I linger in the garage doorway and search the crevices of my mind for forgotten tasks and items.  I can’t remember the last morning we didn’t forget something, but my overloaded brain doesn’t seem capable of doing anything other than recovering from the chaos of the last 40 minutes.  
I’m pretty sure one or two of the kids never actually ate any of their breakfast, and I know for certain that I didn’t brush the baby’s teeth.  I hope, but probably won’t ask, whether or not everyone is wearing socks under their shoes.  

I shove one last sippy cup into my giant tote, along with a pair of sneakers for the littlest, whose bare little toes I recall kissing as I buckled him into his carseat.  I’m quite certain today will be the day the straps finally break on this bag, hanging over my right shoulder – the one that’s been serving quadruple duty as purse, diaper bag, pantry, and fix-all treasure chest.  

I grab my coffee in my other hand, and my sunglasses between my lips, and open the door to the garage, where my little ones have been waiting for approximately seventeen seconds.  

Before I even have the door fully opened, I hear a chorus of “Mommy!” and the names of those who need to be tattled on.  I decipher a request for music and a few desperate pleas for food and water, though the only thing we’ve done since breakfast is get into the car.  

How can there be this many problems by 8am?  How can I be tired already?  

I’m just now glancing in the mirror for the first time of the morning, and I’m thankful to find a hairband around my wrist to throw my mess of hair into a high bun.  

Friends, this motherhood thing is no joke.  Full and abundant, relentless and exhausting.

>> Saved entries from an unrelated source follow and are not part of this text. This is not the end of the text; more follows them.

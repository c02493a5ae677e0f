use prayer_core::{KeyValueStore, PersistenceError};
use wasm_bindgen::JsValue;
use web_sys::Storage;

/// `window.localStorage` behind the core's key-value seam.
pub struct LocalStore {
    storage: Storage,
}

impl LocalStore {
    /// `None` when the page has no localStorage (private mode, sandboxed frame).
    pub fn open() -> Option<Self> {
        web_sys::window()
            .and_then(|window| window.local_storage().ok())
            .flatten()
            .map(|storage| Self { storage })
    }
}

fn unavailable(err: &JsValue) -> PersistenceError {
    PersistenceError::Unavailable(err.as_string().unwrap_or_else(|| format!("{err:?}")))
}

impl KeyValueStore for LocalStore {
    fn get(&self, key: &str) -> Result<Option<String>, PersistenceError> {
        self.storage.get_item(key).map_err(|e| unavailable(&e))
    }

    fn set(&mut self, key: &str, value: &str) -> Result<(), PersistenceError> {
        self.storage.set_item(key, value).map_err(|e| unavailable(&e))
    }

    fn remove(&mut self, key: &str) -> Result<(), PersistenceError> {
        self.storage.remove_item(key).map_err(|e| unavailable(&e))
    }

    fn keys(&self) -> Result<Vec<String>, PersistenceError> {
        let len = self.storage.length().map_err(|e| unavailable(&e))?;
        let mut keys = Vec::new();
        for index in 0..len {
            if let Some(key) = self.storage.key(index).map_err(|e| unavailable(&e))? {
                keys.push(key);
            }
        }
        Ok(keys)
    }
}
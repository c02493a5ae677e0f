use prayer_core::{Transport, TransportError};
use serde_json::Value;
use wasm_bindgen::{JsCast, JsValue};
use wasm_bindgen_futures::JsFuture;
use web_sys::{Request, RequestInit, RequestMode, Response};

/// Browser `fetch` as the core's transport. All three APIs allow CORS.
#[derive(Debug, Default, Clone, Copy)]
pub struct FetchTransport;

fn failed(err: &JsValue) -> TransportError {
    TransportError::Failed(err.as_string().unwrap_or_else(|| format!("{err:?}")))
}

impl FetchTransport {
    async fn send(&self, url: &str, body: Option<&Value>) -> Result<Value, TransportError> {
        let window = web_sys::window()
            .ok_or_else(|| TransportError::Failed("no window".to_string()))?;

        let opts = RequestInit::new();
        opts.set_mode(RequestMode::Cors);
        match body {
            Some(body) => {
                opts.set_method("POST");
                opts.set_body(&JsValue::from_str(&body.to_string()));
            }
            None => opts.set_method("GET"),
        }

        let request = Request::new_with_str_and_init(url, &opts).map_err(|e| failed(&e))?;
        if body.is_some() {
            request
                .headers()
                .set("Content-Type", "application/json")
                .map_err(|e| failed(&e))?;
        }

        let response = JsFuture::from(window.fetch_with_request(&request))
            .await
            .map_err(|e| failed(&e))?
            .dyn_into::<Response>()
            .map_err(|e| failed(&e))?;

        if !response.ok() {
            return Err(TransportError::Status {
                code: response.status(),
                message: response.status_text(),
            });
        }

        let text = JsFuture::from(response.text().map_err(|e| failed(&e))?)
            .await
            .map_err(|e| failed(&e))?
            .as_string()
            .unwrap_or_default();
        serde_json::from_str(&text).map_err(|e| TransportError::Decode(e.to_string()))
    }
}

impl Transport for FetchTransport {
    async fn get_json(&self, url: &str) -> Result<Value, TransportError> {
        self.send(url, None).await
    }

    async fn post_json(&self, url: &str, body: &Value) -> Result<Value, TransportError> {
        self.send(url, Some(body)).await
    }
}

It’s no wonder so many mamas can’t seem to stop the complaining from spilling out of their mouths, whenever they happen upon a listening ear.  

A handful of years ago, I found myself stumbling into stay-at-home motherhood, and subsequently, into playgroups and mommy meet-ups.  I found myself frustrated and confused that we all seemed to sit around talking about how little sleep we got or how long our husband’s work hours were, or how strong-willed our child was, as if it might make us feel better if we won the medal for “Hardest life.”  I was frustrated with other moms, and I was frustrated with myself, for going right along with the negativity.  I knew we should be more grateful, but it was also nice to connect with others who “get it.”

I absolutely adored my children, and often times the negative words leaking from my mouth didn’t even feel true.  I was just grasping at an opportunity to be seen in what I was working so hard to do, but for which the world seemed to have no words or appreciation.  

In that season, part of me still believed that the menial tasks of motherhood were beneath me.  I thought I should be doing something bigger or more impressive.  Or at least doing this “small” job more perfectly.  Yet, another part of me felt like being a stay-at-home mom was the most difficult thing I had ever done.

Though I knew that I knew that I knew that my children were an absolute gift, on many days, I found myself falling into a puddle of self-pity.  

I felt sorry for myself for not being understood.  I felt sorry for myself that I had nothing to show for the soul-crushing day I had just survived.  I felt sorry for myself that I was giving and giving, even when I was tired, or sick, or sad, or lonely.  I felt sorry for myself for the emptiness I felt, even when my home was full of adorable little faces.

More than anything, I felt deeply ashamed of my ingratitude.  Right alongside friends longing for a family or struggling to get pregnant, or wishing to be home with their children more, I often looked at my children and felt unworthy to be their mama, wondering why the mere look of them wasn’t filling my life with total joy and satisfaction.

At some point, I determined I must be missing something.  This simply could not be it.  This could not be God’s heart and desire for me.  

I didn’t want to be like the grandmas in the grocery store who tell me to soak it up because this is the best time of my life.  I didn’t want to tell every new mom for the rest of my life that it’s going to go way too fast.  I didn’t want to just survive this, and then regret all that I missed by not figuring out how to love it while it was happening.  I didn’t want to fill up photo albums to create memories of things that I didn’t actually enjoy very much.  

I wanted to live these moments.  I wanted to soak them up in a way that changed me. 

I began to wonder what would happen if I just stopped giving everything to my family begrudgingly, and started giving as if this was all I was ever meant to do.  I had always loved long snuggles and bedtime stories, but what if I gave the same energy to laundry and diapers, and arguments and bad attitudes? 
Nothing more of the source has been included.